*Work to complete*
Here is a block of records. Copy every line in it that includes "fewest".

Dataset excerpts:
────

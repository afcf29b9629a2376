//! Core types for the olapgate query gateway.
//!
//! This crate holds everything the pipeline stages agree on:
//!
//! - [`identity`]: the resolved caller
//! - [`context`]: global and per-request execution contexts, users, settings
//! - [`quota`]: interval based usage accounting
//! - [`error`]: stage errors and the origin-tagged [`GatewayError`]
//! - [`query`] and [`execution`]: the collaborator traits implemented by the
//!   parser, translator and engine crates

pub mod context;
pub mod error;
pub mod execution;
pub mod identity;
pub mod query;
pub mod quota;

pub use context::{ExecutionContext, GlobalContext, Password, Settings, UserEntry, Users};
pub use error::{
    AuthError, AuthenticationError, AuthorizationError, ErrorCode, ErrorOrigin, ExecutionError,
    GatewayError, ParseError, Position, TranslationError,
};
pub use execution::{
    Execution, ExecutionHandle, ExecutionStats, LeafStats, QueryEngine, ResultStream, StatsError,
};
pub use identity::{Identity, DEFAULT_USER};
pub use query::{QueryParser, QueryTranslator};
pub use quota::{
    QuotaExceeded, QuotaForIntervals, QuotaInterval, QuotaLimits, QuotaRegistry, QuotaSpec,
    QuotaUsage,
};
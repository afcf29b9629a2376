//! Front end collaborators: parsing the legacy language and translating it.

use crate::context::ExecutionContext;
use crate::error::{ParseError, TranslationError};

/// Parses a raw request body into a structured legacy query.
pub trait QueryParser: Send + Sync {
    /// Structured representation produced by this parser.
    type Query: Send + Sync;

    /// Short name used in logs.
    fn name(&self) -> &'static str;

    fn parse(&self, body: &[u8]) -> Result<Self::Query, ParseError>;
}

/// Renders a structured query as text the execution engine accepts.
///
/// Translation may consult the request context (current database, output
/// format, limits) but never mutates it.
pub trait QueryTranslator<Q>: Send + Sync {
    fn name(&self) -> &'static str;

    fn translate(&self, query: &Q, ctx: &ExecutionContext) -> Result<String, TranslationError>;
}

────

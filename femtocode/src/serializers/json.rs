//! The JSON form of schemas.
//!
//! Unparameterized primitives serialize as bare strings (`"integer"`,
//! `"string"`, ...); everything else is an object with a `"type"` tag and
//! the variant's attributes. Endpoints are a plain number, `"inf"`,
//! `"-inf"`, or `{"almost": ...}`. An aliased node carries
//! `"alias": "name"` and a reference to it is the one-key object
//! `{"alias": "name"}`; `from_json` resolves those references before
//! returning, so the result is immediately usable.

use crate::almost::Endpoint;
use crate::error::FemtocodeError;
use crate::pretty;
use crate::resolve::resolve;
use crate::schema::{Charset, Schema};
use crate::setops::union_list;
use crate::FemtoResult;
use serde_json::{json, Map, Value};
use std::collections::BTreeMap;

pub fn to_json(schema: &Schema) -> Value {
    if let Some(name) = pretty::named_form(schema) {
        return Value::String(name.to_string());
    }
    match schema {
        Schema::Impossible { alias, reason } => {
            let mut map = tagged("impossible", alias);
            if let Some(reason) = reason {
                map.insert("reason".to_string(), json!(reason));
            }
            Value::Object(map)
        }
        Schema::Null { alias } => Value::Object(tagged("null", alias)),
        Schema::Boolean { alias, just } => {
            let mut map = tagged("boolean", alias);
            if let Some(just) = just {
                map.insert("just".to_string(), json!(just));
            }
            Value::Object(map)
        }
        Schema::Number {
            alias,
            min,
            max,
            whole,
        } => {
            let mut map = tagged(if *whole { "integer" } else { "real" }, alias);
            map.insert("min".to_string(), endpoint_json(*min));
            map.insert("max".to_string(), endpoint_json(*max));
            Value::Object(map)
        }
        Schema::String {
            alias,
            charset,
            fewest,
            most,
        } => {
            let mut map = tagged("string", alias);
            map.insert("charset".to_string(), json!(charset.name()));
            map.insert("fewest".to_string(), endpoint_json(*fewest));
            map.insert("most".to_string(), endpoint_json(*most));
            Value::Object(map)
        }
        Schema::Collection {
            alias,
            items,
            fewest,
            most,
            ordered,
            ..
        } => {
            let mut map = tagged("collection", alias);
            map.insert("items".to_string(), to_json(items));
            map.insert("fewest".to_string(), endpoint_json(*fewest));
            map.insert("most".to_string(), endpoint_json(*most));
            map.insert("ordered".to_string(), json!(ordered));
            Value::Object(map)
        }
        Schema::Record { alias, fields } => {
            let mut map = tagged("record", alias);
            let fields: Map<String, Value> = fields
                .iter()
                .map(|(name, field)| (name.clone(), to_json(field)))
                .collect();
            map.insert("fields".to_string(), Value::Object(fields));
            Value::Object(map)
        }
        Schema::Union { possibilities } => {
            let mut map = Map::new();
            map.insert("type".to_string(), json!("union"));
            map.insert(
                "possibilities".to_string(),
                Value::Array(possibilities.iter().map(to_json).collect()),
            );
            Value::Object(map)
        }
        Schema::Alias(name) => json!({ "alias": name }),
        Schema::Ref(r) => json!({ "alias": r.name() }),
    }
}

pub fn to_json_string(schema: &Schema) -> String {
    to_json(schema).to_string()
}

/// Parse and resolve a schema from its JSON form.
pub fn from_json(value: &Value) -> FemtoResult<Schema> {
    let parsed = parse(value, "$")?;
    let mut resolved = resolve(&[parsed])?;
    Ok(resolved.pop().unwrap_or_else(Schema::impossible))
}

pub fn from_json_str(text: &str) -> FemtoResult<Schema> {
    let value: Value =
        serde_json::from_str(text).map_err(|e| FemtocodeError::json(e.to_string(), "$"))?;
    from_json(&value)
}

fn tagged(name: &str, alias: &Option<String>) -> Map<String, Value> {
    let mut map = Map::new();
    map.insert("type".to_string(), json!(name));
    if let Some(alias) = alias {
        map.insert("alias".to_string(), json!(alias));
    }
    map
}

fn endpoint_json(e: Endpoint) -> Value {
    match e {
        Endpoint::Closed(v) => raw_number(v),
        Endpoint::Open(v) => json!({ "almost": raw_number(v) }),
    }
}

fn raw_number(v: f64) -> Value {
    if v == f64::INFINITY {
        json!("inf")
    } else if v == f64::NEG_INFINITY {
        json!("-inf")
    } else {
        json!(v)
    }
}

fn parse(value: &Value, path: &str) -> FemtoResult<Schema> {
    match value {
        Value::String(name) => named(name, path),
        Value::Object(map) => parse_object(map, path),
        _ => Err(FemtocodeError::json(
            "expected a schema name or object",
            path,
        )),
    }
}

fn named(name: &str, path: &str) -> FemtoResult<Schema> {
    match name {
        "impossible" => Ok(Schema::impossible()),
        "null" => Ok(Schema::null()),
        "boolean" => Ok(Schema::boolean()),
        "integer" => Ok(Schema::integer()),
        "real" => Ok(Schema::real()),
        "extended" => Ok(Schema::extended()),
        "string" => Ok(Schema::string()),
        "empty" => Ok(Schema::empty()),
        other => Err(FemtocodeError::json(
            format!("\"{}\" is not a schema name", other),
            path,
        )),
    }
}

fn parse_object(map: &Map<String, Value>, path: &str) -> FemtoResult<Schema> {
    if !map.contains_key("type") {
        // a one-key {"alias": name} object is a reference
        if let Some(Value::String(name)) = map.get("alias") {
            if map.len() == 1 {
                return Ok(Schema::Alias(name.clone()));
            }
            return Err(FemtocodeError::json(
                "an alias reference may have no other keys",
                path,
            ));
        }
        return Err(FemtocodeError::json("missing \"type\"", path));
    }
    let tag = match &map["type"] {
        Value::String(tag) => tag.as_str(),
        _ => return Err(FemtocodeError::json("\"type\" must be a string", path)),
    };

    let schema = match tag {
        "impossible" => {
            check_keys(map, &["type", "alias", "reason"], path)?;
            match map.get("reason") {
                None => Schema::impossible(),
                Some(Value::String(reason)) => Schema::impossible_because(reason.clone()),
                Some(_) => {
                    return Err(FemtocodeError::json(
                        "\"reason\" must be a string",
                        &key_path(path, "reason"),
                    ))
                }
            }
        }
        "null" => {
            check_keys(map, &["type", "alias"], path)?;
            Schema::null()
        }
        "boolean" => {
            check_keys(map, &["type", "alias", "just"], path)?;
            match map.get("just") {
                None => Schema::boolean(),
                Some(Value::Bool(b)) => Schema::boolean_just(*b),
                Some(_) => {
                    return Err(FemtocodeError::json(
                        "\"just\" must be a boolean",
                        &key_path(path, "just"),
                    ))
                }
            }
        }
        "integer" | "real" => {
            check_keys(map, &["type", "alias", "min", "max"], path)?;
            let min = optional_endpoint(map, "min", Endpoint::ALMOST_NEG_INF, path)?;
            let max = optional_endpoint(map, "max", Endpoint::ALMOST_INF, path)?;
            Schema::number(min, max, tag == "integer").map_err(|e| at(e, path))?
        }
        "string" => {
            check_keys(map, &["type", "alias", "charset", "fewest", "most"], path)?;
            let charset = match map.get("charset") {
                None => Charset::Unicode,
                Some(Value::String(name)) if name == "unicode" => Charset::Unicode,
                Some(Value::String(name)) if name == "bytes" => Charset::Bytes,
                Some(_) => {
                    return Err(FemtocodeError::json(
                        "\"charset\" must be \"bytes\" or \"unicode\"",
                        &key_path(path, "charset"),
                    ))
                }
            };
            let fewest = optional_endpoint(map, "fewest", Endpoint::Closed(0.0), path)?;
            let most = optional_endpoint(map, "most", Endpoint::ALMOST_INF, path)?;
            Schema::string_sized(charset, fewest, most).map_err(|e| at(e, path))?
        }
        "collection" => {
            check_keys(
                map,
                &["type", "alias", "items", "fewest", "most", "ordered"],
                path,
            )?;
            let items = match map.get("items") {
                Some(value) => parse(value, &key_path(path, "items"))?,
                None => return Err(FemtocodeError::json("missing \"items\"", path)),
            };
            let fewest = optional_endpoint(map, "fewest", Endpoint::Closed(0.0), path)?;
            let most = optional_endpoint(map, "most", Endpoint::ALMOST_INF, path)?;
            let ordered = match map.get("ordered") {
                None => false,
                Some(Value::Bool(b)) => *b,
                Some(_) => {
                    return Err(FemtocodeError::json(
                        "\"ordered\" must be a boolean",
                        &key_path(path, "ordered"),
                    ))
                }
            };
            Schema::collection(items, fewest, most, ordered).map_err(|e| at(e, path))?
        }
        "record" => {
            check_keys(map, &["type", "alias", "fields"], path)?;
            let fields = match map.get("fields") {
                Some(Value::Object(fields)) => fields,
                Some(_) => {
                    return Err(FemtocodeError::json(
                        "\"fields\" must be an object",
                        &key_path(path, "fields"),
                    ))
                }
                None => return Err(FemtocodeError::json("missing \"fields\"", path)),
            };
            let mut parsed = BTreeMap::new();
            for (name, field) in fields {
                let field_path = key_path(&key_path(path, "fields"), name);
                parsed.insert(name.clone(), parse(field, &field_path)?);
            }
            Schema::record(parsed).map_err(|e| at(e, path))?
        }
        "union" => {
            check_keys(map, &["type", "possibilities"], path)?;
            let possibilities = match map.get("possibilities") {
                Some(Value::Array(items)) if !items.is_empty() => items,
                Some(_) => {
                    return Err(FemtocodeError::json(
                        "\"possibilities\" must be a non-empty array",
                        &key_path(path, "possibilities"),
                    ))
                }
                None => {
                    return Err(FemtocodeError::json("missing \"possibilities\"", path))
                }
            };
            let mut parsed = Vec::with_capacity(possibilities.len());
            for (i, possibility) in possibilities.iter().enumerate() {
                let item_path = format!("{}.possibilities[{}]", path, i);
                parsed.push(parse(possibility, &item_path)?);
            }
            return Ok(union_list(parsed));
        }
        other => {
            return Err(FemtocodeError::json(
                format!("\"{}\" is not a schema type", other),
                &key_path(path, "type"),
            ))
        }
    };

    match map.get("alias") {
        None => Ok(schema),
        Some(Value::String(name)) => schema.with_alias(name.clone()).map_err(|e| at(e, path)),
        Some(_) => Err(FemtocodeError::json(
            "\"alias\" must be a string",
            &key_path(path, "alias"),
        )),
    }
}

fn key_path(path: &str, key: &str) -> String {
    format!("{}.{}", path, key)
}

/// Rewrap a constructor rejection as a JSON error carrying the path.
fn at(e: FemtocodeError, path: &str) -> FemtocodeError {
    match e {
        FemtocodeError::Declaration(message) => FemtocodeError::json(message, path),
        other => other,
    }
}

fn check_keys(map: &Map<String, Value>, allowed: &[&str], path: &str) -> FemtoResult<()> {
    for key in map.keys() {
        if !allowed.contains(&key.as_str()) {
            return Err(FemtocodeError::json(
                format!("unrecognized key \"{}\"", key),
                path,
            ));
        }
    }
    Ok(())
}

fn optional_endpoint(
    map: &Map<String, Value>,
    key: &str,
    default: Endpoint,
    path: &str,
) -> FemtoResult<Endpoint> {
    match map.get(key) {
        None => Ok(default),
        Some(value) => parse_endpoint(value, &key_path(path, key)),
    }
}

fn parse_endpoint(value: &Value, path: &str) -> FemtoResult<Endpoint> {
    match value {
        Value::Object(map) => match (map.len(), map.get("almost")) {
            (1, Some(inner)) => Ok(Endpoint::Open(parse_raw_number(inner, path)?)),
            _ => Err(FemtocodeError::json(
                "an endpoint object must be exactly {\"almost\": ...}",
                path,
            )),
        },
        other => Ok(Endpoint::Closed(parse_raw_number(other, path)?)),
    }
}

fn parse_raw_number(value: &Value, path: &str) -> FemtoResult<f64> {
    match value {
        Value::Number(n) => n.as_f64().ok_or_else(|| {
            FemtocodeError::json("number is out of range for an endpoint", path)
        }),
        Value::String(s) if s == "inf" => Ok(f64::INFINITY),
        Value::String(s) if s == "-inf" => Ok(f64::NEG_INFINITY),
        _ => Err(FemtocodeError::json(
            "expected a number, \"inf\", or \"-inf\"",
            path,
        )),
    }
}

────

*Result for this exercise*
            fewest,
            map.insert("fewest".to_string(), endpoint_json(*fewest));
            fewest,
            map.insert("fewest".to_string(), endpoint_json(*fewest));
            check_keys(map, &["type", "alias", "charset", "fewest", "most"], path)?;
            let fewest = optional_endpoint(map, "fewest", Endpoint::Closed(0.0), path)?;
            Schema::string_sized(charset, fewest, most).map_err(|e| at(e, path))?
                &["type", "alias", "items", "fewest", "most", "ordered"],
            let fewest = optional_endpoint(map, "fewest", Endpoint::Closed(0.0), path)?;
            Schema::collection(items, fewest, most, ordered).map_err(|e| at(e, path))?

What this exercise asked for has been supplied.